= RECORDED DATA =
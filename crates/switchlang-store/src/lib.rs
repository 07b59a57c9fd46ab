//! SwitchLang Storage Layer
//!
//! Implements the `HistoryStore` trait on SQLite, plus an in-memory variant
//! for tests and ephemeral sessions.
//!
//! # Examples
//!
//! ```no_run
//! use switchlang_store::SqliteHistoryStore;
//!
//! let store = SqliteHistoryStore::new("switchlang.db").unwrap();
//! // Store is now ready to record practice results
//! ```

#![warn(missing_docs)]

mod memory;

use rusqlite::{params, Connection, Row};
use std::path::Path;
use std::time::{SystemTime, UNIX_EPOCH};
use switchlang_domain::traits::HistoryStore;
use switchlang_domain::{HistoryRecord, NewHistoryRecord};
use thiserror::Error;

pub use memory::InMemoryHistoryStore;

/// Errors that can occur during storage operations
#[derive(Error, Debug)]
pub enum StoreError {
    /// Database error
    #[error("Database error: {0}")]
    Database(#[from] rusqlite::Error),

    /// Invalid data format
    #[error("Invalid data: {0}")]
    InvalidData(String),
}

const SCHEMA: &str = "
CREATE TABLE IF NOT EXISTS study_history (
    id INTEGER PRIMARY KEY AUTOINCREMENT,
    timestamp INTEGER NOT NULL,
    src_lang TEXT NOT NULL,
    tgt_lang TEXT NOT NULL,
    source_text TEXT NOT NULL,
    user_input TEXT NOT NULL,
    feedback TEXT NOT NULL
);
CREATE INDEX IF NOT EXISTS idx_study_history_timestamp ON study_history (timestamp);
";

const SELECT_COLUMNS: &str =
    "SELECT id, timestamp, src_lang, tgt_lang, source_text, user_input, feedback FROM study_history";

/// SQLite-based implementation of HistoryStore
///
/// # Thread Safety
///
/// SQLite connections are not thread-safe. Each thread should have its own
/// store instance.
pub struct SqliteHistoryStore {
    conn: Connection,
}

impl SqliteHistoryStore {
    /// Open (or create) the history database at `path`
    ///
    /// Use `:memory:` for an in-memory database (useful for testing).
    ///
    /// # Examples
    ///
    /// ```
    /// use switchlang_store::SqliteHistoryStore;
    ///
    /// let store = SqliteHistoryStore::new(":memory:").unwrap();
    /// assert_eq!(store.count().unwrap(), 0);
    /// ```
    pub fn new<P: AsRef<Path>>(path: P) -> Result<Self, StoreError> {
        let conn = Connection::open(path)?;
        conn.execute_batch(SCHEMA)?;
        Ok(Self { conn })
    }

    /// Append a record with an explicit timestamp
    pub fn append_at(&mut self, record: NewHistoryRecord, timestamp: u64) -> Result<i64, StoreError> {
        let timestamp = i64::try_from(timestamp)
            .map_err(|_| StoreError::InvalidData(format!("Timestamp out of range: {}", timestamp)))?;

        self.conn.execute(
            "INSERT INTO study_history (timestamp, src_lang, tgt_lang, source_text, user_input, feedback)
             VALUES (?1, ?2, ?3, ?4, ?5, ?6)",
            params![
                timestamp,
                &record.source_language,
                &record.target_language,
                &record.source_text,
                &record.user_input,
                &record.feedback,
            ],
        )?;

        Ok(self.conn.last_insert_rowid())
    }

    /// The `limit` most recent records, most recent first
    pub fn query_recent(&self, limit: usize) -> Result<Vec<HistoryRecord>, StoreError> {
        let sql = format!("{} ORDER BY timestamp DESC, id DESC LIMIT ?1", SELECT_COLUMNS);
        let limit = i64::try_from(limit).unwrap_or(i64::MAX);

        let mut stmt = self.conn.prepare(&sql)?;
        let records = stmt
            .query_map(params![limit], Self::row_to_record)?
            .collect::<Result<Vec<_>, _>>()?;
        Ok(records)
    }

    /// Number of stored records
    pub fn count(&self) -> Result<usize, StoreError> {
        let count: i64 = self
            .conn
            .query_row("SELECT COUNT(*) FROM study_history", [], |row| row.get(0))?;
        Ok(count as usize)
    }

    /// Delete every record
    pub fn clear(&mut self) -> Result<usize, StoreError> {
        Ok(self.conn.execute("DELETE FROM study_history", [])?)
    }

    fn row_to_record(row: &Row<'_>) -> rusqlite::Result<HistoryRecord> {
        Ok(HistoryRecord {
            id: row.get(0)?,
            timestamp: row.get::<_, i64>(1)?.max(0) as u64,
            source_language: row.get(2)?,
            target_language: row.get(3)?,
            source_text: row.get(4)?,
            user_input: row.get(5)?,
            feedback: row.get(6)?,
        })
    }
}

impl HistoryStore for SqliteHistoryStore {
    type Error = StoreError;

    fn append(&mut self, record: NewHistoryRecord) -> Result<i64, Self::Error> {
        self.append_at(record, now_secs())
    }

    fn query_all(&self) -> Result<Vec<HistoryRecord>, Self::Error> {
        let sql = format!("{} ORDER BY timestamp DESC, id DESC", SELECT_COLUMNS);
        let mut stmt = self.conn.prepare(&sql)?;
        let records = stmt
            .query_map([], Self::row_to_record)?
            .collect::<Result<Vec<_>, _>>()?;
        Ok(records)
    }
}

/// Current unix time in seconds
pub(crate) fn now_secs() -> u64 {
    SystemTime::now()
        .duration_since(UNIX_EPOCH)
        .map(|d| d.as_secs())
        .unwrap_or(0)
}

= WHAT IS REQUIRED =
Return the data in its entirety, exactly as given.

= ANSWER =
filename crates/switchlang-store/src/lib.rs
repository 07b59a57c9fd46ab
//! SwitchLang Storage Layer
//!
//! Implements the `HistoryStore` trait on SQLite, plus an in-memory variant
//! for tests and ephemeral sessions.
//!
//! # Examples
//!
//! ```no_run
//! use switchlang_store::SqliteHistoryStore;
//!
//! let store = SqliteHistoryStore::new("switchlang.db").unwrap();
//! // Store is now ready to record practice results
//! ```

#![warn(missing_docs)]

mod memory;

use rusqlite::{params, Connection, Row};
use std::path::Path;
use std::time::{SystemTime, UNIX_EPOCH};
use switchlang_domain::traits::HistoryStore;
use switchlang_domain::{HistoryRecord, NewHistoryRecord};
use thiserror::Error;

pub use memory::InMemoryHistoryStore;

/// Errors that can occur during storage operations
#[derive(Error, Debug)]
pub enum StoreError {
    /// Database error
    #[error("Database error: {0}")]
    Database(#[from] rusqlite::Error),

    /// Invalid data format
    #[error("Invalid data: {0}")]
    InvalidData(String),
}

const SCHEMA: &str = "
CREATE TABLE IF NOT EXISTS study_history (
    id INTEGER PRIMARY KEY AUTOINCREMENT,
    timestamp INTEGER NOT NULL,
    src_lang TEXT NOT NULL,
    tgt_lang TEXT NOT NULL,
    source_text TEXT NOT NULL,
    user_input TEXT NOT NULL,
    feedback TEXT NOT NULL
);
CREATE INDEX IF NOT EXISTS idx_study_history_timestamp ON study_history (timestamp);
";

const SELECT_COLUMNS: &str =
    "SELECT id, timestamp, src_lang, tgt_lang, source_text, user_input, feedback FROM study_history";

/// SQLite-based implementation of HistoryStore
///
/// # Thread Safety
///
/// SQLite connections are not thread-safe. Each thread should have its own
/// store instance.
pub struct SqliteHistoryStore {
    conn: Connection,
}

impl SqliteHistoryStore {
    /// Open (or create) the history database at `path`
    ///
    /// Use `:memory:` for an in-memory database (useful for testing).
    ///
    /// # Examples
    ///
    /// ```
    /// use switchlang_store::SqliteHistoryStore;
    ///
    /// let store = SqliteHistoryStore::new(":memory:").unwrap();
    /// assert_eq!(store.count().unwrap(), 0);
    /// ```
    pub fn new<P: AsRef<Path>>(path: P) -> Result<Self, StoreError> {
        let conn = Connection::open(path)?;
        conn.execute_batch(SCHEMA)?;
        Ok(Self { conn })
    }

    /// Append a record with an explicit timestamp
    pub fn append_at(&mut self, record: NewHistoryRecord, timestamp: u64) -> Result<i64, StoreError> {
        let timestamp = i64::try_from(timestamp)
            .map_err(|_| StoreError::InvalidData(format!("Timestamp out of range: {}", timestamp)))?;

        self.conn.execute(
            "INSERT INTO study_history (timestamp, src_lang, tgt_lang, source_text, user_input, feedback)
             VALUES (?1, ?2, ?3, ?4, ?5, ?6)",
            params![
                timestamp,
                &record.source_language,
                &record.target_language,
                &record.source_text,
                &record.user_input,
                &record.feedback,
            ],
        )?;

        Ok(self.conn.last_insert_rowid())
    }

    /// The `limit` most recent records, most recent first
    pub fn query_recent(&self, limit: usize) -> Result<Vec<HistoryRecord>, StoreError> {
        let sql = format!("{} ORDER BY timestamp DESC, id DESC LIMIT ?1", SELECT_COLUMNS);
        let limit = i64::try_from(limit).unwrap_or(i64::MAX);

        let mut stmt = self.conn.prepare(&sql)?;
        let records = stmt
            .query_map(params![limit], Self::row_to_record)?
            .collect::<Result<Vec<_>, _>>()?;
        Ok(records)
    }

    /// Number of stored records
    pub fn count(&self) -> Result<usize, StoreError> {
        let count: i64 = self
            .conn
            .query_row("SELECT COUNT(*) FROM study_history", [], |row| row.get(0))?;
        Ok(count as usize)
    }

    /// Delete every record
    pub fn clear(&mut self) -> Result<usize, StoreError> {
        Ok(self.conn.execute("DELETE FROM study_history", [])?)
    }

    fn row_to_record(row: &Row<'_>) -> rusqlite::Result<HistoryRecord> {
        Ok(HistoryRecord {
            id: row.get(0)?,
            timestamp: row.get::<_, i64>(1)?.max(0) as u64,
            source_language: row.get(2)?,
            target_language: row.get(3)?,
            source_text: row.get(4)?,
            user_input: row.get(5)?,
            feedback: row.get(6)?,
        })
    }
}

impl HistoryStore for SqliteHistoryStore {
    type Error = StoreError;

    fn append(&mut self, record: NewHistoryRecord) -> Result<i64, Self::Error> {
        self.append_at(record, now_secs())
    }

    fn query_all(&self) -> Result<Vec<HistoryRecord>, Self::Error> {
        let sql = format!("{} ORDER BY timestamp DESC, id DESC", SELECT_COLUMNS);
        let mut stmt = self.conn.prepare(&sql)?;
        let records = stmt
            .query_map([], Self::row_to_record)?
            .collect::<Result<Vec<_>, _>>()?;
        Ok(records)
    }
}

/// Current unix time in seconds
pub(crate) fn now_secs() -> u64 {
    SystemTime::now()
        .duration_since(UNIX_EPOCH)
        .map(|d| d.as_secs())
        .unwrap_or(0)
}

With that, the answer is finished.